Studio album by Paul Carrack
- Released: August 1982
- Studio: Rockfield Studios (Monmouth, Wales, UK); Eel Pie Studios (London, UK);
- Genre: Pop rock; R&B;
- Length: 38:19
- Label: Epic
- Producer: Nick Lowe

Paul Carrack chronology
| Nightbird (1980) | Suburban Voodoo (1982) | One Good Reason (1987) |

= Suburban Voodoo =

Suburban Voodoo is the second solo studio album by English singer-songwriter Paul Carrack. In between his previous solo album (1980's Nightbird) and this release, Carrack had been a member of Squeeze, singing lead on their 1981 hit "Tempted".

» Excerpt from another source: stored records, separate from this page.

use rayon::prelude::*;
use rustfft::{num_complex::Complex, FftPlanner};

use super::features::Spectrogram;
use crate::error::{AnalysisError, Result};

/// Short-time magnitude spectrum of `samples`, keeping only bins at or below
/// `freq_cutoff` Hz.
///
/// Frames are `n_fft` samples long and start every `hop_length` samples. With
/// `center` set the signal is zero-padded by `n_fft / 2` on both sides so that
/// frame `t` is centred on sample `t * hop_length`.
pub fn compute_spectrogram(
    samples: &[f32],
    sample_rate: u32,
    n_fft: usize,
    hop_length: usize,
    freq_cutoff: f64,
    center: bool,
) -> Result<Spectrogram> {
    if n_fft == 0 {
        return Err(AnalysisError::invalid("n_fft", "must be greater than zero"));
    }
    if hop_length == 0 {
        return Err(AnalysisError::invalid("hop_length", "must be greater than zero"));
    }
    if sample_rate == 0 {
        return Err(AnalysisError::invalid("sample_rate", "must be greater than zero"));
    }
    if !freq_cutoff.is_finite() || freq_cutoff < 0.0 {
        return Err(AnalysisError::invalid(
            "freq_cutoff",
            format!("must be a non-negative frequency, got {}", freq_cutoff),
        ));
    }

    let pad = if center { n_fft / 2 } else { 0 };
    let padded_len = samples.len() + 2 * pad;
    if !center && samples.len() < n_fft {
        return Err(AnalysisError::SignalTooShort {
            samples: samples.len(),
            n_fft,
        });
    }
    let frame_count = 1 + padded_len.saturating_sub(n_fft) / hop_length;
    let bin_count = retained_bin_count(n_fft, sample_rate, freq_cutoff);

    log::debug!(
        "STFT: {} frames, n_fft={}, hop={}, keeping {}/{} bins (<= {:.1}Hz)",
        frame_count,
        n_fft,
        hop_length,
        bin_count,
        n_fft / 2 + 1,
        freq_cutoff
    );

    let mut planner = FftPlanner::<f32>::new();
    let fft = planner.plan_fft_forward(n_fft);
    let window = hann_window(n_fft);
    let scratch_len = fft.get_inplace_scratch_len();

    let frames: Vec<Vec<f32>> = (0..frame_count)
        .into_par_iter()
        .map_init(
            || {
                (
                    vec![Complex::new(0.0f32, 0.0); n_fft],
                    vec![Complex::new(0.0f32, 0.0); scratch_len],
                )
            },
            |(buffer, scratch), frame_idx| {
                let start = frame_idx * hop_length;
                for (i, slot) in buffer.iter_mut().enumerate() {
                    // Index into the (virtually) padded signal
                    let sample = (start + i)
                        .checked_sub(pad)
                        .and_then(|idx| samples.get(idx))
                        .copied()
                        .unwrap_or(0.0);
                    *slot = Complex::new(sample * window[i], 0.0);
                }
                fft.process_with_scratch(buffer, scratch);
                buffer[..bin_count].iter().map(|c| c.norm()).collect()
            },
        )
        .collect();

    Ok(Spectrogram::from_frames(frames, bin_count, sample_rate, n_fft))
}

/// Number of real-transform bins whose center frequency is `<= freq_cutoff`.
///
/// Bin `k` sits at `k * sample_rate / n_fft`. A cutoff above Nyquist keeps all
/// `n_fft / 2 + 1` bins; a cutoff of zero keeps only the DC bin.
pub fn retained_bin_count(n_fft: usize, sample_rate: u32, freq_cutoff: f64) -> usize {
    let max_bin = n_fft / 2;
    let bin_freq = |k: usize| k as f64 * sample_rate as f64 / n_fft as f64;

    let estimate = (freq_cutoff.max(0.0) * n_fft as f64 / sample_rate as f64).floor();
    let mut k = if estimate >= max_bin as f64 {
        max_bin
    } else {
        estimate as usize
    };
    // Correct rounding in the estimate against the exact bin frequencies
    while k < max_bin && bin_freq(k + 1) <= freq_cutoff {
        k += 1;
    }
    while k > 0 && bin_freq(k) > freq_cutoff {
        k -= 1;
    }

    k + 1
}

/// Periodic Hann window, the usual choice for STFT analysis.
fn hann_window(size: usize) -> Vec<f32> {
    if size == 1 {
        return vec![1.0];
    }
    (0..size)
        .map(|i| {
            let phase = 2.0 * std::f64::consts::PI * i as f64 / size as f64;
            (0.5 - 0.5 * phase.cos()) as f32
        })
        .collect()
}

The band on this album, dubbed Noise To Go, was the result of arrangement between Nick Lowe and Carrack to provide backing on each other's albums. The same group of musicians, but with Lowe as lead vocalist, is heard on Lowe's albums Nick the Knife (1982) and The Abominable Showman (1983).

The album reached #78 on the Billboard 200, and includes Carrack's first chart hit as a solo artist, "I Need You", which peaked at #37 in the US in October 1982.

Thirty years after the release of this LP, Carrack re-recorded the Suburban Voodoo album track "From Now On" (in a very different arrangement) for his 2012 album Good Feeling.

==Reception==

AllMusic's William Ruhlmann notes retrospectively that Suburban Voodoo "sounds very much like a (Nick) Lowe album with Carrack singing. That's all to the good, though, since Carrack's supple voice is well-suited to Lowe's updated '60s rock & roll style." Ruhlmann goes on to call Suburban Voodoo "an unusually tuneful album."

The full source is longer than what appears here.